Wednesday, November 28, 2018

McGee and Me #8 Numbers

Numbers. (Thru the Bible #8) J. Vernon McGee. 1975. 204 pages. [Source: Bought]

I recently bought a complete set of J. Vernon McGee's Thru the Bible commentary series. These books are loosely based on his popular radio program. I have read a handful of his commentaries in the past--including this one--but I plan on reading and/or rereading all of the commentaries (again)

Though Numbers has thirty-six chapters, McGee tackles them all in one book. The book is a surprisingly quick read. 

From the introduction: The Book of Numbers, called Arithmoi (meaning “Arithmetic”) in the Septuagint, gets its name from the census in chapters 1 and 26. Numbers takes up the story where Exodus left off. It is the fourth book of the Pentateuch.

From chapter one: God spoke to Moses in the wilderness, but He spoke from the tabernacle. The tabernacle was in the wilderness. Just so, the church today is in the world.

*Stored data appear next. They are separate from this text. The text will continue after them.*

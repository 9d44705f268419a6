use crate::config::DaemonConfig;
use anyhow::Result;
use clap::{Parser, Subcommand};
use clap_verbosity_flag::{Verbosity, WarnLevel};
use std::{path::PathBuf, time::Duration};
use yosemitech_lib::{codec, model::SensorModel, protocol as proto};

fn default_device_name() -> String {
    if cfg!(target_os = "windows") {
        String::from("COM1")
    } else {
        String::from("/dev/ttyUSB0")
    }
}

fn parse_address(s: &str) -> Result<proto::Address, String> {
    let address_val =
        clap_num::maybe_hex::<u8>(s).map_err(|e| format!("Invalid address format: {e}"))?;
    proto::Address::try_from(address_val).map_err(|e| e.to_string())
}

fn parse_model(s: &str) -> Result<SensorModel, String> {
    s.parse::<SensorModel>()
}

fn parse_finite(s: &str) -> Result<f32, String> {
    let value = s
        .parse::<f32>()
        .map_err(|e| format!("Invalid number format: {e}"))?;
    if value.is_finite() {
        Ok(value)
    } else {
        Err(format!("{s} is not a finite number"))
    }
}

fn parse_brush_interval(s: &str) -> Result<codec::BrushInterval, String> {
    let minutes = s
        .parse::<u32>()
        .map_err(|e| format!("Invalid minutes format: {e}"))?;
    codec::BrushInterval::try_from(minutes).map_err(|e| e.to_string())
}

#[derive(Subcommand, Debug, Clone, PartialEq)]
pub enum CliConnection {
    /// Connect to a sensor through a Modbus TCP gateway.
    Tcp {
        /// The IP address and port of the gateway.
        /// Example: "192.168.1.100:502".
        address: String,

        /// The Modbus slave address of the sensor behind the gateway (1 to 247).
        #[arg(short, long, default_value_t = proto::Address::default(), value_parser = parse_address)]
        slave: proto::Address,

        #[command(subcommand)]
        command: CliCommands,
    },
    /// Connect to a sensor via Modbus RTU (RS-485).
    Rtu {
        /// Serial port device name.
        /// Examples: "/dev/ttyUSB0" (Linux), "COM3" (Windows).
        #[arg(short, long, default_value_t = default_device_name(), verbatim_doc_comment)]
        device: String,

        /// Baud rate for serial communication, 8N1.
        #[arg(long, default_value_t = proto::FACTORY_DEFAULT_BAUD_RATE)]
        baud_rate: u32,

        /// The Modbus slave address of the sensor (1 to 247).
        /// Can be specified in decimal or hexadecimal (e.g., "0x01").
        #[arg(short, long, default_value_t = proto::Address::default(), value_parser = parse_address, verbatim_doc_comment)]
        address: proto::Address,

        #[command(subcommand)]
        command: CliCommands,
    },
}

impl CliConnection {
    pub fn command(&self) -> &CliCommands {
        match self {
            CliConnection::Tcp { command, .. } | CliConnection::Rtu { command, .. } => command,
        }
    }
}

#[derive(Subcommand, Debug, Clone, PartialEq)]
pub enum CliCommands {
    /// Poll every sensor listed in a YAML file and print the readings.
    /// The slave address on the command line is ignored, each sensor brings its own.
    #[clap(verbatim_doc_comment)]
    Daemon {
        /// The configuration file with poll interval and sensor list.
        #[arg(long, default_value = DaemonConfig::DEFAULT_CONFIG_FILE)]
        config_file: PathBuf,
    },

    /// Print model, parameter, unit, serial number and version.
    Info,

    /// Tell the sensor to start measuring.
    Start,

    /// Tell the sensor to stop measuring.
    Stop,

    /// Read the measured parameter with temperature and error code where available.
    Read {
        /// Send the start command first and wait for the given time before reading.
        #[arg(long, value_parser = humantime::parse_duration)]
        start: Option<Duration>,
    },

    /// Read the temperature in °C.
    ReadTemperature,

    /// Read the electrode potential in mV (pH sensors only).
    ReadPotential,

    /// Query the slave address of the connected sensor.
    /// This command sends a request to the broadcast address.
    /// **Warning:** Ensure only ONE sensor is connected to the RS-485 bus
    /// when using this command to avoid response collisions.
    #[clap(verbatim_doc_comment)]
    QuerySlaveId,

    /// Set a new slave address.
    /// **Important:** After changing the address, you must use the new address
    /// for subsequent communication with this sensor.
    #[clap(verbatim_doc_comment)]
    SetSlaveId {
        /// The new address (1 to 247), decimal or hexadecimal.
        #[arg(value_parser = parse_address)]
        new_address: proto::Address,
    },

    /// Read the K/B calibration constants.
    ReadCalibration,

    /// Write the K/B calibration constants (every model except pH).
    SetCalibration {
        /// Slope K.
        #[arg(value_parser = parse_finite, allow_hyphen_values = true)]
        k: f32,
        /// Offset B.
        #[arg(value_parser = parse_finite, allow_hyphen_values = true)]
        b: f32,
    },

    /// Write the cap coefficients K0 to K7 (dissolved oxygen sensors only).
    /// The values are printed on the sensor cap.
    #[clap(verbatim_doc_comment)]
    SetCapCoefficients {
        #[arg(num_args = codec::CAP_COEFFICIENTS, value_parser = parse_finite, allow_hyphen_values = true)]
        coefficients: Vec<f32>,
    },

    /// Write the pH calibration coefficients K1 to K6 (pH sensors only).
    SetPhCalibration {
        /// Restore the factory coefficients.
        #[arg(long, conflicts_with = "coefficients")]
        factory: bool,

        #[arg(num_args = codec::PH_COEFFICIENTS, value_parser = parse_finite, allow_hyphen_values = true, required_unless_present = "factory")]
        coefficients: Vec<f32>,
    },

    /// Run an interactive three point pH calibration (pH sensors only).
    PhCalibrate,

    /// Run the cleaning brush once (Y511, Y513, Y514).
    Brush,

    /// Read how often the brush runs, in minutes.
    ReadBrushInterval,

    /// Set how often the brush runs.
    SetBrushInterval {
        /// Interval in minutes.
        #[arg(value_parser = parse_brush_interval)]
        minutes: codec::BrushInterval,
    },
}

const fn about_text() -> &'static str {
    "Yosemitech sensor CLI - Interact with Yosemitech water-quality sensors via Modbus RTU/TCP."
}

#[derive(Parser, Debug)]
#[command(name="yosemitech", author, version, about=about_text(), long_about = None, propagate_version = true)]
pub struct CliArgs {
    /// Configure verbosity of logging output.
    /// -v for info, -vv for debug, -vvv for trace. Default is off.
    #[command(flatten)]
    pub verbose: Verbosity<WarnLevel>,

    /// Specifies the connection method and the command.
    #[command(subcommand)]
    pub connection: CliConnection,

    /// The sensor model. Decides which commands are available.
    #[arg(global = true, short, long, default_value = "Unknown", value_parser = parse_model)]
    pub model: SensorModel,

    /// Modbus I/O timeout for read/write operations.
    /// Examples: "1s", "500ms".
    #[arg(global = true, long, default_value = "1s", value_parser = humantime::parse_duration, verbatim_doc_comment)]
    pub timeout: Duration,

    /// Minimum delay between multiple Modbus commands sent to the same device.
    /// Important for Modbus RTU, especially with USB-to-RS485 converters that need time
    /// to switch between transmitting (TX) and receiving (RX) modes.
    /// Examples: "50ms", "100ms".
    #[arg(global = true, long, default_value = "50ms", value_parser = humantime::parse_duration, verbatim_doc_comment)]
    pub delay: Duration,

    /// Do not ask for confirmation.
    #[arg(global = true, short, long)]
    pub yes: bool,

    /// Print every Modbus request and reply as hex to stderr.
    #[arg(global = true, long)]
    pub dump_frames: bool,
}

Numbers has never been my favorite book in the Pentateuch. (That would probably be Genesis or Deuteronomy.) But I was able to come to a better appreciation of it thanks to J. Vernon McGee. Some of the chapters that I find most tedious--even boring--he brought new insights to. (For example, the second longest chapter in the Bible--the one where each of the twelve tribes gives the exact same offering.)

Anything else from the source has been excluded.